Abstract

The optimal timing of endoscopy with acute variceal bleeding (AVB) is unknown. The aim of this study was to evaluate the association between the timing of endoscopy and outcomes of stable AVB patients. Patients admitted at two tertiary-care centers with hemodynamically stable AVB from 1997 to 2006 were evaluated retrospectively. The primary outcome was mortality. Other recorded outcomes included stigmata at endoscopy, hemostasis, blood transfusions, rebleeding, renal function, hospitalization length, infection, transjugular intrahepatic portosystemic shunt use, and balloon tamponade use. Logistic regression analysis was used to assess the association of time to endoscopy with mortality.
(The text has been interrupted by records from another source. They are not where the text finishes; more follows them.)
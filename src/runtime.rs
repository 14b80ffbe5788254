// Wires the peripherals, loops and controller session together
//
// Each peripheral that fails to open is logged and left out; the controller
// session still runs so the operator sees status and can trigger sounds.

use std::io::BufReader;
use std::time::Duration;

use tokio::task::JoinHandle;
use tracing::{info, warn};

use crate::config::{Config, MotorConfig};
use crate::control;
use crate::dispatch::{self, ActuatorHandle, LoopSettings, OutboundQueue, run_blocking, spawn_actuator};
use crate::error::ErrorKind;
use crate::input::GamepadSource;
use crate::messages::SoundCategory;
use crate::motor::{DriveTrain, PanDrive};
use crate::session::InputSession;
use crate::status::{self, NoticeSink};

const PUBLISHER_GRACE: Duration = Duration::from_secs(1);

fn loop_settings(tick: Duration, motor: &MotorConfig) -> LoopSettings {
    LoopSettings {
        tick,
        max_consecutive_failures: motor.max_consecutive_failures,
        reconnect_interval: motor.reconnect_interval(),
    }
}

/// Open the aux link and start its drainer and line reader
fn start_aux(config: &Config, notices: &NoticeSink) -> Result<OutboundQueue, serialport::Error> {
    let aux = &config.aux;
    info!("Opening aux link on {}", aux.port);
    let writer = serialport::new(&aux.port, aux.baud_rate)
        .timeout(Duration::from_millis(aux.write_timeout_ms))
        .open()?;
    let mut reader = writer.try_clone()?;
    reader.set_timeout(Duration::from_millis(aux.read_timeout_ms))?;

    let (queue, messages) = OutboundQueue::channel();
    tokio::spawn(dispatch::outbound::drain(messages, writer, notices.clone()));
    tokio::spawn(dispatch::telemetry::read_lines(BufReader::new(reader), "aux"));
    Ok(queue)
}

pub async fn run(config: Config) -> Result<(), Box<dyn std::error::Error + Send + Sync>> {
    config.validate()?;

    let zenoh_session = if config.zenoh.enabled {
        info!("Opening Zenoh session...");
        match zenoh::open(zenoh::Config::default()).await {
            Ok(session) => Some(session),
            Err(e) => {
                warn!("Zenoh unavailable, notices will only be logged: {}", e);
                None
            }
        }
    } else {
        None
    };

    let (notices, notice_rx) = NoticeSink::channel();
    let publisher = tokio::spawn(status::publish(notice_rx, zenoh_session, config.zenoh.clone()));

    let (intent, reader) = control::intent::channel();
    let mut actuators: Vec<ActuatorHandle> = Vec::new();
    let mut loops: Vec<JoinHandle<()>> = Vec::new();

    match DriveTrain::connect(&config.motor, &config.drive) {
        Ok(train) => {
            let settings = loop_settings(config.drive.loop_interval(), &config.motor);
            let (handle, task) = spawn_actuator(train, reader.clone(), settings, notices.clone());
            actuators.push(handle);
            loops.push(task);
        }
        Err(e) => warn!("Wheels disabled, motor controller unavailable ({}): {}", e.kind(), e),
    }

    match PanDrive::connect(&config.pan) {
        Ok(pan) => {
            let pan = if config.pan.startup_sweep {
                let (pan, swept) = run_blocking(pan, |p| p.sweep()).await?;
                if let Err(e) = swept {
                    warn!("Pan startup sweep failed ({}): {}", e.kind(), e);
                }
                pan
            } else {
                pan
            };
            let settings = loop_settings(config.pan.loop_interval(), &config.motor);
            let (handle, task) = spawn_actuator(pan, reader.clone(), settings, notices.clone());
            actuators.push(handle);
            loops.push(task);
        }
        Err(e) => warn!("Pan disabled, pan controller unavailable ({}): {}", e.kind(), e),
    }

    notices.status(format!("SOUND: {}", SoundCategory::StarWars.label()));
    notices.sound(SoundCategory::StarWars);

    let mut session = InputSession::new(
        GamepadSource::spawn(),
        &config.input,
        &config.dpad,
        intent,
        notices.clone(),
    )
    .with_actuators(actuators.clone());
    match start_aux(&config, &notices) {
        Ok(queue) => session = session.with_outbound(queue),
        Err(e) => warn!("Aux link disabled ({}): {}", ErrorKind::Config, e),
    }

    info!(
        "Runtime started: {} actuator loop(s), waiting for controller",
        actuators.len()
    );

    let outcome: Result<(), Box<dyn std::error::Error + Send + Sync>> = tokio::select! {
        result = session.run() => result.map_err(Into::into),
        signal = tokio::signal::ctrl_c() => {
            info!("Interrupt received, shutting down");
            signal.map_err(Into::into)
        }
    };

    // Neutral on every actuator before its serial handle is released
    for handle in &actuators {
        if let Err(e) = handle.shutdown().await {
            warn!("Failed to shut down {} ({}): {}", handle.name(), e.kind(), e);
        }
    }
    drop(actuators);
    for task in loops {
        if let Err(e) = task.await {
            warn!("Actuator loop ended abnormally: {}", e);
        }
    }

    drop(notices);
    match tokio::time::timeout(PUBLISHER_GRACE, publisher).await {
        Ok(Ok(Err(e))) => warn!("Notice publisher failed: {}", e),
        Ok(Err(e)) => warn!("Notice publisher ended abnormally: {}", e),
        Err(_) => warn!("Notice publisher did not drain in time"),
        Ok(Ok(Ok(()))) => {}
    }

    info!("Runtime stopped");
    outcome
}
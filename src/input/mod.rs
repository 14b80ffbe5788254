// Controller event source
//
// Events carry a stable numeric code per control. Stick axes report raw
// 0..=255 with 127 at rest; hat axes report -1, 0 or 1.

mod gamepad;

use std::future::Future;

use crate::error::ErrorKind;

pub use gamepad::GamepadSource;

/// Control codes of the supported controller layout
pub mod codes {
    pub const BTN_A: u16 = 304;
    pub const BTN_B: u16 = 305;
    pub const BTN_X: u16 = 307;
    pub const BTN_Y: u16 = 308;
    pub const BTN_L1: u16 = 310;
    pub const BTN_R1: u16 = 311;
    // Digital click of the analog triggers
    pub const BTN_L2_CLICK: u16 = 312;
    pub const BTN_R2_CLICK: u16 = 313;

    pub const AXIS_LEFT_X: u16 = 0;
    pub const AXIS_LEFT_Y: u16 = 1;
    pub const AXIS_RIGHT_X: u16 = 2;
    pub const AXIS_RIGHT_Y: u16 = 5;
    pub const AXIS_R2: u16 = 9;
    pub const AXIS_L2: u16 = 10;
    pub const HAT0_X: u16 = 16;
    pub const HAT0_Y: u16 = 17;
}

#[derive(Debug, Clone, Copy, PartialEq, Eq)]
pub enum ControllerEvent {
    Button { code: u16, pressed: bool },
    Axis { code: u16, value: i32 },
}

#[derive(Debug, thiserror::Error)]
pub enum InputError {
    #[error("No controller connected")]
    NotConnected,

    #[error("Controller removed: {0}")]
    Removed(String),

    #[error("Controller I/O error: {0}")]
    Io(#[from] std::io::Error),

    #[error("Input backend failure: {0}")]
    Backend(String),
}

impl InputError {
    pub fn kind(&self) -> ErrorKind {
        match self {
            InputError::NotConnected | InputError::Removed(_) | InputError::Io(_) => {
                ErrorKind::Transport
            }
            InputError::Backend(_) => ErrorKind::Logic,
        }
    }
}

/// Something that yields controller events, one device at a time
pub trait ControllerSource: Send {
    /// Try to open the device once
    fn open(&mut self) -> impl Future<Output = Result<(), InputError>> + Send;

    /// Wait for the next event of the open device
    fn next_event(&mut self) -> impl Future<Output = Result<ControllerEvent, InputError>> + Send;
}
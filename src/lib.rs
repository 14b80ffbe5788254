pub mod config;
pub mod control;
pub mod dispatch;
pub mod error;
pub mod input;
pub mod messages;
pub mod motor;
pub mod runtime;
pub mod session;
pub mod status;
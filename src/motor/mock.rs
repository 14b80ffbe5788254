// In-memory serial port for tests: records writes, replays scripted replies

use std::collections::VecDeque;
use std::io::{self, Read, Write};
use std::sync::{Arc, Mutex, MutexGuard};

use super::error::Result;
use super::md49::Md49Port;

#[derive(Debug, Default)]
struct MockState {
    written: Vec<u8>,
    replies: VecDeque<u8>,
    /// Released into `replies` by the next write
    on_write: Vec<u8>,
    clears: usize,
    fail_writes: bool,
}

/// Cloneable handle; every clone sees the same port
#[derive(Debug, Clone, Default)]
pub struct MockPort {
    state: Arc<Mutex<MockState>>,
}

impl MockPort {
    pub fn new() -> Self {
        Self::default()
    }

    fn state(&self) -> MutexGuard<'_, MockState> {
        self.state.lock().unwrap()
    }

    pub fn queue_reply(&self, bytes: &[u8]) {
        self.state().replies.extend(bytes.iter().copied());
    }

    /// Reply that only arrives once a request has been written
    pub fn reply_on_next_write(&self, bytes: &[u8]) {
        self.state().on_write.extend_from_slice(bytes);
    }

    pub fn input_clears(&self) -> usize {
        self.state().clears
    }

    pub fn take_written(&self) -> Vec<u8> {
        std::mem::take(&mut self.state().written)
    }

    pub fn set_fail_writes(&self, fail: bool) {
        self.state().fail_writes = fail;
    }
}

impl Read for MockPort {
    fn read(&mut self, buf: &mut [u8]) -> io::Result<usize> {
        let mut state = self.state();
        if state.replies.is_empty() {
            return Err(io::Error::new(io::ErrorKind::TimedOut, "mock read timed out"));
        }
        let n = buf.len().min(state.replies.len());
        for (slot, byte) in buf.iter_mut().zip(state.replies.drain(..n)) {
            *slot = byte;
        }
        Ok(n)
    }
}

impl Write for MockPort {
    fn write(&mut self, buf: &[u8]) -> io::Result<usize> {
        let mut state = self.state();
        if state.fail_writes {
            return Err(io::Error::new(io::ErrorKind::BrokenPipe, "mock port unplugged"));
        }
        state.written.extend_from_slice(buf);
        let released = std::mem::take(&mut state.on_write);
        state.replies.extend(released);
        Ok(buf.len())
    }

    fn flush(&mut self) -> io::Result<()> {
        Ok(())
    }
}

impl Md49Port for MockPort {
    fn clear_input(&mut self) -> Result<()> {
        let mut state = self.state();
        state.replies.clear();
        state.clears += 1;
        Ok(())
    }
}
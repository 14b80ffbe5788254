// Packetized serial protocol for the dome pan motor controller
//
// Packet format: [Address, Command, Data, Checksum]
// Checksum = (Address + Command + Data) & 0x7F

use std::io::{Read, Write};
use tracing::debug;

use super::error::Result;

pub const DEFAULT_ADDRESS: u8 = 128;

/// Drive command bytes
#[repr(u8)]
#[derive(Debug, Clone, Copy, PartialEq, Eq)]
pub enum DriveCommand {
    Motor1Forward = 0,
    Motor1Backward = 1,
    Motor2Forward = 4,
    Motor2Backward = 5,
}

impl DriveCommand {
    fn for_motor(motor: u8, reverse: bool) -> Self {
        match (motor, reverse) {
            (2, false) => DriveCommand::Motor2Forward,
            (2, true) => DriveCommand::Motor2Backward,
            (_, false) => DriveCommand::Motor1Forward,
            (_, true) => DriveCommand::Motor1Backward,
        }
    }
}

/// Build a drive packet for `percent` in [-100, 100]
pub fn drive_packet(address: u8, motor: u8, percent: i8) -> [u8; 4] {
    let percent = percent.clamp(-100, 100);
    let command = DriveCommand::for_motor(motor, percent < 0) as u8;
    let data = (127 * percent.unsigned_abs() as u16 / 100) as u8;
    let checksum = ((address as u16 + command as u16 + data as u16) & 0x7F) as u8;
    [address, command, data, checksum]
}

/// Pan controller bus
pub struct Sabertooth<P> {
    port: P,
    address: u8,
    motor: u8,
}

impl<P: Read + Write> Sabertooth<P> {
    pub fn new(port: P, address: u8, motor: u8) -> Self {
        Self {
            port,
            address,
            motor,
        }
    }

    /// Drive the configured motor at a signed percentage
    pub fn drive(&mut self, percent: i8) -> Result<()> {
        let packet = drive_packet(self.address, self.motor, percent);
        debug!("Pan drive {}% -> {:02X?}", percent, packet);
        self.port.write_all(&packet)?;
        self.port.flush()?;
        Ok(())
    }

    pub fn stop(&mut self) -> Result<()> {
        self.drive(0)
    }
}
Outcome comparisons were also performed for three different urgency times (< or = vs. > 4 h, < or = vs. > 8 h, and < or = vs. > 12 h). There were 210 patients with stable AVB, accounting for 52% of the total number of AVB patients. The mean (+/- s.d.) age was 55 (+/- 12) years. The mean presenting systolic blood pressure and heart rate were 121 (+/- 16) mm Hg and 98 (+/- 20) bpm, respectively. Esophageal varices accounted for 91% (n = 191) of variceal bleeding. The mean time to endoscopy was 12 (+/- 12) h. The overall hemostasis rate after endoscopy was 97% (n = 203). The mortality rate was 9.5% (n = 20). There was no significant association of time to endoscopy with mortality (odds ratio, OR, 1.0; 95% confidence interval, CI, 0.92-1.08; P = 0.91). Significant independent predictors for mortality were lower albumin (OR, 0.82; 95% CI, 0.73-0.93; P = 0.001), infection during admission (OR, 8.9; 95% CI, 2.5-31.6; P < 0.001), and higher model end-stage liver disease (MELD) (OR, 1.17; 95% CI, 1.06-1.29; P = 0.002). There was no difference in outcomes with different urgency times. For patients who present with hemodynamically stable variceal bleeding, hemostasis after endoscopy is high, and the time to endoscopy does not appear to be associated with mortality.